Iglesia ni Cristo chapel in Quezon City, Philippines

The Iglesia Ni Cristo Locale of Capitol (Lokal ng Capitol) is a chapel of the Philippine-based church, the Iglesia ni Cristo. Located along Commonwealth Avenue in Quezon City, it was completed on July 19, 2014, and is one of the largest chapels ever built by the church, with the capacity of 3000. Also in the compound, where the District Office of the Ecclesiastical District of Quezon City located.
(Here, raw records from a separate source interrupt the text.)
use chrono::{Duration, NaiveDate, Utc};

use crate::{error::RepoError, repository::NewsRepository};

/// Number of items inserted by `seed_demo`. One more than the default page size, so the
/// home page limit is visible in a fresh local run.
pub const DEMO_NEWS_COUNT: i64 = 11;

/// seed_demo
///
/// Inserts `DEMO_NEWS_COUNT` news items dated today, yesterday, and so on backwards.
/// Returns the number of items created.
pub async fn seed_demo<R: NewsRepository + ?Sized>(repo: &R) -> Result<i64, RepoError> {
    let today = Utc::now().date_naive();
    for i in 0..DEMO_NEWS_COUNT {
        let date: NaiveDate = today - Duration::days(i);
        repo.create_news(&format!("Заголовок {i}"), &format!("Новость {i}"), date)
            .await?;
    }
    tracing::info!(count = DEMO_NEWS_COUNT, "seeded demo news");
    Ok(DEMO_NEWS_COUNT)
}

#[cfg(test)]
mod tests {
    use super::*;
    use crate::repository::InMemoryRepository;

    #[tokio::test]
    async fn seeded_news_have_distinct_dates() {
        let repo = InMemoryRepository::new();
        seed_demo(&repo).await.unwrap();

        let news = repo.list_news_ordered_by_date_desc(100).await;
        assert_eq!(news.len() as i64, DEMO_NEWS_COUNT);
        let mut dates: Vec<_> = news.iter().map(|n| n.date).collect();
        dates.dedup();
        assert_eq!(dates.len() as i64, DEMO_NEWS_COUNT);
    }
}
Built on the 7,500 square lot acquired by the church from National Housing Authority (Philippines), the chapel was erected 43 years after the establishment of locale congregation of Capitol in 1971, which has also having a former chapel nearby which seats 200 worshippers at a time. It was designed to hold around 3,000 worshippers, accommodating some 1,300 in the main hall plus 200 in choir loft and 1,200 in its three-level balcony which designed for accommodating worshippers. The compound features, a two-story multi-level parking building which is the first in the INC church architecture.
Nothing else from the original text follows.